--- Records for the task ---

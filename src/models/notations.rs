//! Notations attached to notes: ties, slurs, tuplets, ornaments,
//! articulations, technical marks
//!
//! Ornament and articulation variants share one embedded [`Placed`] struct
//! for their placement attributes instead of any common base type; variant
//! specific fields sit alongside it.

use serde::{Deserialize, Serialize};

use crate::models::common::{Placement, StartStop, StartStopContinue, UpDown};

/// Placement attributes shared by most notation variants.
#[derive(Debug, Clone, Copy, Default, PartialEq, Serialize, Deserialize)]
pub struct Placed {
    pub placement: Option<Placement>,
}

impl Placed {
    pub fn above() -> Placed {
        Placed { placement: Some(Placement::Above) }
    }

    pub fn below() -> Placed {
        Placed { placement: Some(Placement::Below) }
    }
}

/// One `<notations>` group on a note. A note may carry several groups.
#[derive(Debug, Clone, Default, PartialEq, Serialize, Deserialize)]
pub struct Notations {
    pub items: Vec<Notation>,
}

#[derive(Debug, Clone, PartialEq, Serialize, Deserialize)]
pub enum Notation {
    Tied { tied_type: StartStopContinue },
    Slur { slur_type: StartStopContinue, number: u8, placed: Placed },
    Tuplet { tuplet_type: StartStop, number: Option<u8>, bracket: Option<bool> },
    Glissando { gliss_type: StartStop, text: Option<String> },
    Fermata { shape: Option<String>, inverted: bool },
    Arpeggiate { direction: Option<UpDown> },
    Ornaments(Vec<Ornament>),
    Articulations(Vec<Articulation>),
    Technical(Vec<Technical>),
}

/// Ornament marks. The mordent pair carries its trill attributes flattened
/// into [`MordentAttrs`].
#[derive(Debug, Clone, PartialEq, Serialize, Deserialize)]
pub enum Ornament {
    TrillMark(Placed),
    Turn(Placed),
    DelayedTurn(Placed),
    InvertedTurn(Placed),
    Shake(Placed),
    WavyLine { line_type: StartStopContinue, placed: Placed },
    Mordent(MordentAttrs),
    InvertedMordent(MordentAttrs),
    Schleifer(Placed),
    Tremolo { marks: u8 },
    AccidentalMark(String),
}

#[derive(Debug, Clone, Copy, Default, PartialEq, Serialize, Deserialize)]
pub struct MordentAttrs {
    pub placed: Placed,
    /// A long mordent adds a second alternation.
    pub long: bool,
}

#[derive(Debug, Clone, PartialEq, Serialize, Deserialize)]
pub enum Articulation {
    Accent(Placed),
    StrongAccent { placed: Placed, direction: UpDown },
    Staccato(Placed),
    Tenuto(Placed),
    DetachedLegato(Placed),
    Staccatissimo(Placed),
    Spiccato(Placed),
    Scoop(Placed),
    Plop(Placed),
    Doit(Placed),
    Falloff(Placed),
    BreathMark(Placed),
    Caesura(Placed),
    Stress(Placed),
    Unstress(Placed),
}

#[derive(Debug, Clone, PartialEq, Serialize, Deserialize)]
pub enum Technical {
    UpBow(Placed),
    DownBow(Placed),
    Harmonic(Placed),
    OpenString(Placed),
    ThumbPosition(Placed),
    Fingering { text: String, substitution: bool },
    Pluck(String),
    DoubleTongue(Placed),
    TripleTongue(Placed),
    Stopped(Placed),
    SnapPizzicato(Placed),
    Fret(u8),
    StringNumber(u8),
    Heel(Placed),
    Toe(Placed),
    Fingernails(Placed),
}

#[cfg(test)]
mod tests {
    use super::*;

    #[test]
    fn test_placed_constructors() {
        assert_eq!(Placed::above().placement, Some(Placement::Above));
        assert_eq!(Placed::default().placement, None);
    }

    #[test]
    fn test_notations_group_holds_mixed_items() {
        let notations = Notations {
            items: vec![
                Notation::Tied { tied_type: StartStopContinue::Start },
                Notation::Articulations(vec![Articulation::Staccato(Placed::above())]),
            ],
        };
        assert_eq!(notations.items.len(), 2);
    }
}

---
--- Records for the task ---

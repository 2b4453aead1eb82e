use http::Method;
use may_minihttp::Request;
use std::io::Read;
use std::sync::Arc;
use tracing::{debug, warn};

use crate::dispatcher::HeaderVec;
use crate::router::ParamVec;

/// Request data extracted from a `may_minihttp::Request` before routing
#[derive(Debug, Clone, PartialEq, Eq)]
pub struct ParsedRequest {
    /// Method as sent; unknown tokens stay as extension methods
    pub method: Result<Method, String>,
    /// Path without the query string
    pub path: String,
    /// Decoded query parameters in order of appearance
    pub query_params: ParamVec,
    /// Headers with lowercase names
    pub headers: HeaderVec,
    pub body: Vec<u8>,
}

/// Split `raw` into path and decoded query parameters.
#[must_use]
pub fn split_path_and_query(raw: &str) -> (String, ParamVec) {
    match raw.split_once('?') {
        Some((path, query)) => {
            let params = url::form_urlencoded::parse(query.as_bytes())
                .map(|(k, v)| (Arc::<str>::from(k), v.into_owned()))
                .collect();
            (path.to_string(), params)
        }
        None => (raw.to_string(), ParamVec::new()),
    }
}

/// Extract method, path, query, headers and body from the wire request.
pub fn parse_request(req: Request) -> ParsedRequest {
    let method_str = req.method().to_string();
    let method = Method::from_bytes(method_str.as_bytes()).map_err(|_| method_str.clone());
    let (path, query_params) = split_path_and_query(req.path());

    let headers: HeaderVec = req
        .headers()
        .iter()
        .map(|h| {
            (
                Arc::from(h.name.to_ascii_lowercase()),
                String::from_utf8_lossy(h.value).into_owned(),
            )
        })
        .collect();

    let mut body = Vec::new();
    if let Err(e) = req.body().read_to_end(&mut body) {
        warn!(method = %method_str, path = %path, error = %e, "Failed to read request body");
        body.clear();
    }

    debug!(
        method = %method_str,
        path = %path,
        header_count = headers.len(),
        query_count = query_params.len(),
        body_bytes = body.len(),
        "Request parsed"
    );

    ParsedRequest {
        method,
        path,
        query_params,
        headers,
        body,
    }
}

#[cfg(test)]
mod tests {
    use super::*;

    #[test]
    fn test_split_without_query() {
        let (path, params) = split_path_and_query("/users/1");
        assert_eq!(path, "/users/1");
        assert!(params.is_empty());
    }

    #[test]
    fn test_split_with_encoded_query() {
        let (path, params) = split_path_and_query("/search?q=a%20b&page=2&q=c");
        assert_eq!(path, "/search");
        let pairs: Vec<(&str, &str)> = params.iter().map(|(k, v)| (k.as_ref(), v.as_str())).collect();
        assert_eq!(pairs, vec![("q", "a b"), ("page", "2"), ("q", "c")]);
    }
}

---

The lines you need are those holding the word "Some"; copy each of them from the material above.

_Response area_
        Placed { placement: Some(Placement::Above) }
        Placed { placement: Some(Placement::Below) }
        assert_eq!(Placed::above().placement, Some(Placement::Above));
        Some((path, query)) => {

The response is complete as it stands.